Can changing your posture instantly give you a boost in confidence? According to experiments done by Harvard Business School professor Amy Cuddy, yes, it can.
In her new book, “Presence: Bringing Your Boldest Self to Your Biggest Challenges,” Cuddy details a series of experiments she conducted with her colleagues Dana Carney and Andy Yap. They asked research participants to look at diagrams of people in an assortment of “power poses,” then had them emulate those poses.
“Power poses” include the “Wonder Woman” pose, where the hands are resting on the hips and the legs are wide apart, as well as other expansive poses, such as sitting on a tipped chair with one’s hands resting on the back of the head and legs resting high on a table.
Cuddy had a separate group of participants emulate “powerless poses,” where the body was more contracted: legs pressed together or crossed, arms hugging oneself, and head tilted downward.
To measure confidence, Cuddy asked the two groups whether they would gamble $2—a bonus pay for their participation—in a double or nothing game of dice. The first game presented a 1-in-6 chance to get $4, and a 5-in-6 chance to get nothing.
Of the group that emulated the “power poses,” 33 percent choose to take the gamble, whereas only 8 percent those who performed the “powerless poses” said yes to the offer.
To test for the possibility that it was the pictures of the poses that could’ve affected participants’ behavior, Cuddy’s team asked research participants to perform the same poses according to verbal cues.

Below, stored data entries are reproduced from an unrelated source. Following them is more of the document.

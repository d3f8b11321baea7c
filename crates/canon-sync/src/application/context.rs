//! # Sync Context
//!
//! Explicit record shared by reference between the machine, the roster and
//! the engine. Built once at startup; `shutdown()` tears it down.

use shared_types::OperatingMode;
use std::sync::Arc;
use tokio::sync::watch;
use tracing::info;

use crate::config::SyncConfig;
use crate::domain::{SyncError, SyncStatus};
use crate::ports::{BlockStore, CandidateSource, NodeTransport};

/// Collaborators and channels of one running engine.
pub struct SyncContext {
    /// Engine configuration.
    pub config: SyncConfig,
    /// Network transport.
    pub node: Arc<dyn NodeTransport>,
    /// Local block store.
    pub store: Arc<dyn BlockStore>,
    /// Source of election candidates.
    pub candidates: Arc<dyn CandidateSource>,
    mode_tx: watch::Sender<OperatingMode>,
    status_tx: watch::Sender<SyncStatus>,
    shutdown_tx: watch::Sender<bool>,
}

impl SyncContext {
    /// Validate `config` and build the context.
    pub fn init(
        config: SyncConfig,
        node: Arc<dyn NodeTransport>,
        store: Arc<dyn BlockStore>,
        candidates: Arc<dyn CandidateSource>,
    ) -> Result<Arc<Self>, SyncError> {
        config.validate()?;

        let (mode_tx, _) = watch::channel(OperatingMode::Syncing);
        let (status_tx, _) = watch::channel(SyncStatus {
            local_height: store.height(),
            fast_sync_enabled: config.fast_sync_enabled,
            ..Default::default()
        });
        let (shutdown_tx, _) = watch::channel(false);

        Ok(Arc::new(Self {
            config,
            node,
            store,
            candidates,
            mode_tx,
            status_tx,
            shutdown_tx,
        }))
    }

    /// Switch the node-wide operating mode. Returns whether it changed.
    pub fn set_mode(&self, mode: OperatingMode) -> bool {
        let changed = self.mode_tx.send_if_modified(|current| {
            if *current == mode {
                false
            } else {
                *current = mode;
                true
            }
        });
        if changed {
            info!("[sync] Operating mode -> {}", mode);
        }
        changed
    }

    /// Current operating mode.
    pub fn operating_mode(&self) -> OperatingMode {
        *self.mode_tx.borrow()
    }

    /// Watch operating-mode changes.
    pub fn subscribe_mode(&self) -> watch::Receiver<OperatingMode> {
        self.mode_tx.subscribe()
    }

    /// Publish a machine snapshot.
    pub fn publish_status(&self, status: SyncStatus) {
        self.status_tx.send_replace(status);
    }

    /// Latest machine snapshot.
    pub fn status(&self) -> SyncStatus {
        self.status_tx.borrow().clone()
    }

    /// Watch machine snapshots.
    pub fn subscribe_status(&self) -> watch::Receiver<SyncStatus> {
        self.status_tx.subscribe()
    }

    /// Receiver that flips to `true` on shutdown.
    pub fn shutdown_signal(&self) -> watch::Receiver<bool> {
        self.shutdown_tx.subscribe()
    }

    /// Whether shutdown was requested.
    pub fn is_shutting_down(&self) -> bool {
        *self.shutdown_tx.borrow()
    }

    /// Signal every task holding a shutdown receiver.
    pub fn shutdown(&self) {
        if !self.shutdown_tx.send_replace(true) {
            info!("[sync] Shutdown requested");
        }
    }
}

#[cfg(test)]
mod tests {
    use super::*;
    use crate::adapters::InMemoryBlockStore;
    use crate::testing::{MockNode, StaticRoster, TEST_GENESIS_SEED};

    fn context(config: SyncConfig) -> Result<Arc<SyncContext>, SyncError> {
        SyncContext::init(
            config,
            Arc::new(MockNode::new()),
            Arc::new(InMemoryBlockStore::with_genesis(TEST_GENESIS_SEED)),
            Arc::new(StaticRoster::default()),
        )
    }

    #[test]
    fn test_init_rejects_invalid_config() {
        let config = SyncConfig {
            fetch_batch_size: 0,
            ..SyncConfig::for_testing()
        };
        assert!(matches!(context(config), Err(SyncError::Config(_))));
    }

    #[test]
    fn test_mode_changes_are_observed() {
        let ctx = context(SyncConfig::for_testing()).unwrap();
        let mut rx = ctx.subscribe_mode();
        assert_eq!(ctx.operating_mode(), OperatingMode::Syncing);

        assert!(!ctx.set_mode(OperatingMode::Syncing));
        assert!(!rx.has_changed().unwrap());

        assert!(ctx.set_mode(OperatingMode::Normal));
        assert!(rx.has_changed().unwrap());
        assert_eq!(*rx.borrow_and_update(), OperatingMode::Normal);
    }

    #[tokio::test]
    async fn test_shutdown_wakes_receivers() {
        let ctx = context(SyncConfig::for_testing()).unwrap();
        let mut rx = ctx.shutdown_signal();
        ctx.shutdown();
        rx.changed().await.unwrap();
        assert!(*rx.borrow());
        assert!(ctx.is_shutting_down());
    }
}
//! # Offline Network
//!
//! Transports for a node started without a wire protocol. No peer is ever
//! connected, so the machine stays in `Connecting` and the roster refresh
//! records nothing.

use async_trait::async_trait;
use canon_sync::{MetricsTransport, NodeTransport, PeerSession, SyncError};
use shared_types::{BlockHeight, Digest, PeerDescriptor, PeerId, RawBlock};

const OFFLINE: &str = "no network transport configured";

/// `NodeTransport` with zero connections.
#[derive(Debug, Default)]
pub struct OfflineNode;

#[async_trait]
impl NodeTransport for OfflineNode {
    fn conn_count(&self) -> usize {
        0
    }

    async fn remote_digest_of_height(
        &self,
        _peer: &PeerId,
        _height: BlockHeight,
    ) -> Result<Digest, SyncError> {
        Err(SyncError::Network(OFFLINE.into()))
    }

    async fn get_block_data(
        &self,
        _peer: &PeerId,
        _height: BlockHeight,
    ) -> Result<RawBlock, SyncError> {
        Err(SyncError::Network(OFFLINE.into()))
    }

    async fn query_block_height(&self, _peer: &PeerId) -> Result<BlockHeight, SyncError> {
        Err(SyncError::Network(OFFLINE.into()))
    }
}

/// `MetricsTransport` that cannot open sessions.
#[derive(Debug, Default)]
pub struct OfflineMetricsTransport;

#[async_trait]
impl MetricsTransport for OfflineMetricsTransport {
    async fn open_session(&self, peer: &PeerDescriptor) -> Result<Box<dyn PeerSession>, SyncError> {
        Err(SyncError::Network(format!("{OFFLINE} ({})", peer.address)))
    }
}
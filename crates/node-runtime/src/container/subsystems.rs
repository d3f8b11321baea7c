//! # Node Container
//!
//! Builds the block store, the peer registry and the sync engine from a
//! [`NodeConfig`] and holds them for the lifetime of the node.
//!
//! ```text
//! NodeConfig ──→ InMemoryBlockStore (genesis from seed)
//!            ──→ StaticPeerRegistry (self only)
//!            ──→ SyncEngine ←── NodeTransport, MetricsTransport
//! ```

use std::sync::Arc;

use anyhow::{Context, Result};
use canon_sync::{
    InMemoryBlockStore, MetricsTransport, NodeTransport, StaticPeerRegistry, SyncCollaborators,
    SyncEngine,
};
use shared_types::PeerDescriptor;
use tracing::info;

use crate::adapters::{OfflineMetricsTransport, OfflineNode};
use crate::container::config::NodeConfig;

/// Services owned by the node.
pub struct NodeContainer {
    /// Validated configuration.
    pub config: NodeConfig,
    /// Registration table the roster is rebuilt from.
    pub registry: Arc<StaticPeerRegistry>,
    /// Local chain.
    pub store: Arc<InMemoryBlockStore>,
    /// Chain selection engine, not yet started.
    pub engine: SyncEngine,
}

impl NodeContainer {
    /// Build the container with offline transports.
    pub fn new(config: NodeConfig) -> Result<Self> {
        Self::with_transports(config, Arc::new(OfflineNode), Arc::new(OfflineMetricsTransport))
    }

    /// Build the container over the given transports.
    pub fn with_transports(
        config: NodeConfig,
        node: Arc<dyn NodeTransport>,
        metrics_transport: Arc<dyn MetricsTransport>,
    ) -> Result<Self> {
        config.validate().context("invalid node configuration")?;
        let local_peer = config.network.peer_id()?;

        let store = Arc::new(InMemoryBlockStore::with_genesis(
            config.storage.genesis_seed.as_bytes(),
        ));
        let registry = Arc::new(StaticPeerRegistry::new(vec![PeerDescriptor::new(
            local_peer,
            "127.0.0.1:0",
            config.network.node_name.clone(),
        )]));

        let engine = SyncEngine::init(
            config.sync.clone(),
            SyncCollaborators {
                local_peer,
                registry: registry.clone(),
                metrics_transport,
                node,
                store: store.clone(),
            },
        )
        .context("failed to initialize sync engine")?;

        info!(
            "[runtime] Container ready: node {} ({}), genesis {}",
            config.network.node_name,
            local_peer.short(),
            store.tip_digest().short()
        );

        Ok(Self {
            config,
            registry,
            store,
            engine,
        })
    }
}
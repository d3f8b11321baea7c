//! # Domain Invariants
//!
//! Constants and bounds the machine must respect.

use shared_types::BlockHeight;

/// Default minimum connected peers before syncing.
pub const DEFAULT_MIN_CONNECTED_PEERS: usize = 3;

/// Default fork-protection window in blocks.
pub const DEFAULT_FORK_PROTECTION: u64 = 100;

/// Upper bound on transitions chained inside one cycle.
pub const MAX_TRANSITIONS_PER_CYCLE: usize = 64;

/// Lowest height a fork walk from `local_height` may inspect.
///
/// The walk never rolls storage back more than `fork_protection` blocks.
pub fn fork_walk_floor(local_height: BlockHeight, fork_protection: u64) -> BlockHeight {
    local_height.saturating_sub(fork_protection)
}

#[cfg(test)]
mod tests {
    use super::*;

    #[test]
    fn test_fork_walk_floor() {
        assert_eq!(fork_walk_floor(500, 100), 400);
        assert_eq!(fork_walk_floor(30, 100), 0);
    }
}
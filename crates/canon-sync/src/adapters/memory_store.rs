//! In-Memory Block Store
//!
//! Implements the `BlockStore` port over a vector of linked blocks.
//!
//! Block layout: the first 32 bytes are the parent digest, the rest is an
//! opaque payload. A block's digest is the SHA-256 of its full encoding.

use parking_lot::RwLock;
use sha2::{Digest as _, Sha256};
use shared_types::{BlockHeight, Digest, RawBlock, StorageError};
use tracing::debug;

use crate::ports::{BlockStore, VerifyMode};

/// Encoding helpers for the linked block layout.
pub struct LinkedBlock;

impl LinkedBlock {
    /// Encode a block on top of `parent`.
    pub fn encode(parent: &Digest, payload: &[u8]) -> RawBlock {
        let mut bytes = Vec::with_capacity(32 + payload.len());
        bytes.extend_from_slice(parent.as_bytes());
        bytes.extend_from_slice(payload);
        RawBlock(bytes)
    }

    /// Parent digest, if the block is long enough to carry one.
    pub fn parent_of(block: &RawBlock) -> Option<Digest> {
        let head: [u8; 32] = block.as_bytes().get(..32)?.try_into().ok()?;
        Some(Digest(head))
    }

    /// SHA-256 of the encoded block.
    pub fn digest_of(block: &RawBlock) -> Digest {
        let hash = Sha256::digest(block.as_bytes());
        Digest(hash.into())
    }

    /// Genesis block derived from `seed`.
    pub fn genesis(seed: &[u8]) -> RawBlock {
        Self::encode(&Digest::ZERO, seed)
    }
}

struct StoredBlock {
    digest: Digest,
    data: RawBlock,
}

struct StoreInner {
    blocks: Vec<StoredBlock>,
    cache_clears: u64,
}

/// Reference `BlockStore` keeping every block in memory.
pub struct InMemoryBlockStore {
    inner: RwLock<StoreInner>,
}

impl InMemoryBlockStore {
    /// Store holding only `genesis` at height 0.
    pub fn new(genesis: RawBlock) -> Self {
        let digest = LinkedBlock::digest_of(&genesis);
        Self {
            inner: RwLock::new(StoreInner {
                blocks: vec![StoredBlock {
                    digest,
                    data: genesis,
                }],
                cache_clears: 0,
            }),
        }
    }

    /// Store whose genesis is derived from `seed`.
    pub fn with_genesis(seed: &[u8]) -> Self {
        Self::new(LinkedBlock::genesis(seed))
    }

    /// Number of times `clear_cache` ran.
    pub fn cache_clears(&self) -> u64 {
        self.inner.read().cache_clears
    }

    /// Encoded block at `height`.
    pub fn block_at(&self, height: BlockHeight) -> Option<RawBlock> {
        self.inner
            .read()
            .blocks
            .get(height as usize)
            .map(|b| b.data.clone())
    }

    /// Digest of the local tip.
    pub fn tip_digest(&self) -> Digest {
        let inner = self.inner.read();
        inner
            .blocks
            .last()
            .map(|b| b.digest)
            .unwrap_or(Digest::ZERO)
    }
}

impl BlockStore for InMemoryBlockStore {
    fn height(&self) -> BlockHeight {
        self.inner.read().blocks.len().saturating_sub(1) as BlockHeight
    }

    fn digest_for_block(&self, height: BlockHeight) -> Result<Digest, StorageError> {
        let inner = self.inner.read();
        inner
            .blocks
            .get(height as usize)
            .map(|b| b.digest)
            .ok_or(StorageError::NotFound(height))
    }

    fn clear_cache(&self) {
        self.inner.write().cache_clears += 1;
    }

    fn store_incoming(
        &self,
        block: &RawBlock,
        lookahead: Option<&RawBlock>,
        mode: VerifyMode,
    ) -> Result<(), StorageError> {
        let mut inner = self.inner.write();
        let height = inner.blocks.len() as BlockHeight;
        let tip = inner.blocks.last().map(|b| b.digest).unwrap_or(Digest::ZERO);

        let parent = LinkedBlock::parent_of(block).ok_or_else(|| StorageError::Rejected {
            height,
            reason: format!("block too short ({} bytes)", block.len()),
        })?;
        if parent != tip {
            return Err(StorageError::Rejected {
                height,
                reason: format!("parent {} does not match tip {}", parent.short(), tip.short()),
            });
        }

        let digest = LinkedBlock::digest_of(block);
        if mode == VerifyMode::Lookahead {
            if let Some(next) = lookahead {
                if LinkedBlock::parent_of(next) != Some(digest) {
                    return Err(StorageError::Rejected {
                        height,
                        reason: "lookahead does not extend block".to_string(),
                    });
                }
            }
        }

        inner.blocks.push(StoredBlock {
            digest,
            data: block.clone(),
        });
        debug!(height, digest = %digest.short(), "Stored block");
        Ok(())
    }

    fn delete_down_to_block(&self, height: BlockHeight) -> Result<(), StorageError> {
        let mut inner = self.inner.write();
        let tip = inner.blocks.len().saturating_sub(1) as BlockHeight;
        if height > tip {
            return Err(StorageError::RollbackAboveTip { target: height, tip });
        }
        inner.blocks.truncate(height as usize + 1);
        Ok(())
    }
}
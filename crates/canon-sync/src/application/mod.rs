//! # Application Module
//!
//! Services orchestrating the domain and outbound ports: the roster refresh,
//! the state machine and the engine that runs both.

pub mod context;
pub mod engine;
pub mod machine;
pub mod metrics_voting;

pub use context::SyncContext;
pub use engine::{SyncCollaborators, SyncEngine};
pub use machine::{Flow, Machine, Transition};
pub use metrics_voting::MetricsPeersVoting;
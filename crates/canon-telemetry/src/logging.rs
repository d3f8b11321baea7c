//! Structured logging.
//!
//! Logs go through a `tracing-subscriber` registry with an `EnvFilter` and
//! either a human readable or a JSON `fmt` layer. JSON output carries the
//! same fields as the human readable one and is meant for log shippers.

use tracing_subscriber::{layer::SubscriberExt, util::SubscriberInitExt, EnvFilter};

use crate::{TelemetryConfig, TelemetryError};

/// Build the filter from `RUST_LOG` if present, else from the configured level.
pub fn env_filter(config: &TelemetryConfig) -> Result<EnvFilter, TelemetryError> {
    EnvFilter::try_from_default_env()
        .or_else(|_| EnvFilter::try_new(&config.log_level))
        .map_err(|e| TelemetryError::Config(e.to_string()))
}

/// Install the global subscriber.
///
/// Fails if a global subscriber is already set.
pub fn init_logging(config: &TelemetryConfig) -> Result<(), TelemetryError> {
    let filter = env_filter(config)?;

    if !config.console_output {
        tracing_subscriber::registry()
            .with(filter)
            .try_init()
            .map_err(|e| TelemetryError::LoggerInit(e.to_string()))?;
        return Ok(());
    }

    if config.json_logs {
        let json_layer = tracing_subscriber::fmt::layer()
            .json()
            .with_target(true)
            .with_thread_ids(true)
            .with_file(true)
            .with_line_number(true);

        tracing_subscriber::registry()
            .with(filter)
            .with(json_layer)
            .try_init()
            .map_err(|e| TelemetryError::LoggerInit(e.to_string()))?;
    } else {
        let fmt_layer = tracing_subscriber::fmt::layer()
            .with_target(true)
            .with_thread_ids(false)
            .with_ansi(true);

        tracing_subscriber::registry()
            .with(filter)
            .with(fmt_layer)
            .try_init()
            .map_err(|e| TelemetryError::LoggerInit(e.to_string()))?;
    }

    tracing::debug!(
        service = %config.full_service_name(),
        json_logs = config.json_logs,
        "Structured logging configured"
    );

    Ok(())
}

#[cfg(test)]
mod tests {
    use super::*;

    #[test]
    fn test_env_filter_accepts_directive() {
        let config = TelemetryConfig {
            log_level: "canon_sync=debug,info".to_string(),
            ..Default::default()
        };
        assert!(env_filter(&config).is_ok());
    }

    #[test]
    fn test_second_install_is_rejected() {
        let config = TelemetryConfig {
            console_output: false,
            ..Default::default()
        };
        assert!(init_logging(&config).is_ok());
        assert!(matches!(
            init_logging(&config),
            Err(TelemetryError::LoggerInit(_))
        ));
    }
}
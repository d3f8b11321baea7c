//! # Canon Node Runtime
//!
//! Entry point for the Canon node.
//!
//! ## Startup Sequence
//!
//! 1. Install telemetry (`CANON_LOG_LEVEL`, `CANON_JSON_LOGS`, ...)
//! 2. Load configuration (`CANON_CONFIG`, then environment overrides)
//! 3. Build the container and start the sync engine
//! 4. Run until Ctrl-C, then shut down gracefully

use anyhow::{Context, Result};
use canon_telemetry::{init_telemetry, TelemetryConfig};
use node_runtime::{load_config, NodeRuntime};
use tracing::info;

#[tokio::main]
async fn main() -> Result<()> {
    let _telemetry = init_telemetry(TelemetryConfig::from_env())
        .context("failed to initialize telemetry")?;

    let config = load_config().context("failed to load configuration")?;
    let runtime = NodeRuntime::new(config)?;
    runtime.start()?;

    info!("[runtime] Node is running. Press Ctrl+C to stop.");
    tokio::signal::ctrl_c()
        .await
        .context("failed to listen for Ctrl+C")?;

    runtime.shutdown().await;
    Ok(())
}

They also measured participants’ levels of testosterone and cortisol, a hormone associated with stress.
“What did we find? In our sample of women and men, the high-power posers showed a 19 percent increase in testosterone and a 25 percent decrease in cortisol,” Cuddy wrote. “Low-power posers showed the opposite pattern—a 10 percent decrease in testosterone and a 17 percent increase in cortisol, the exact pattern we’d predicted.”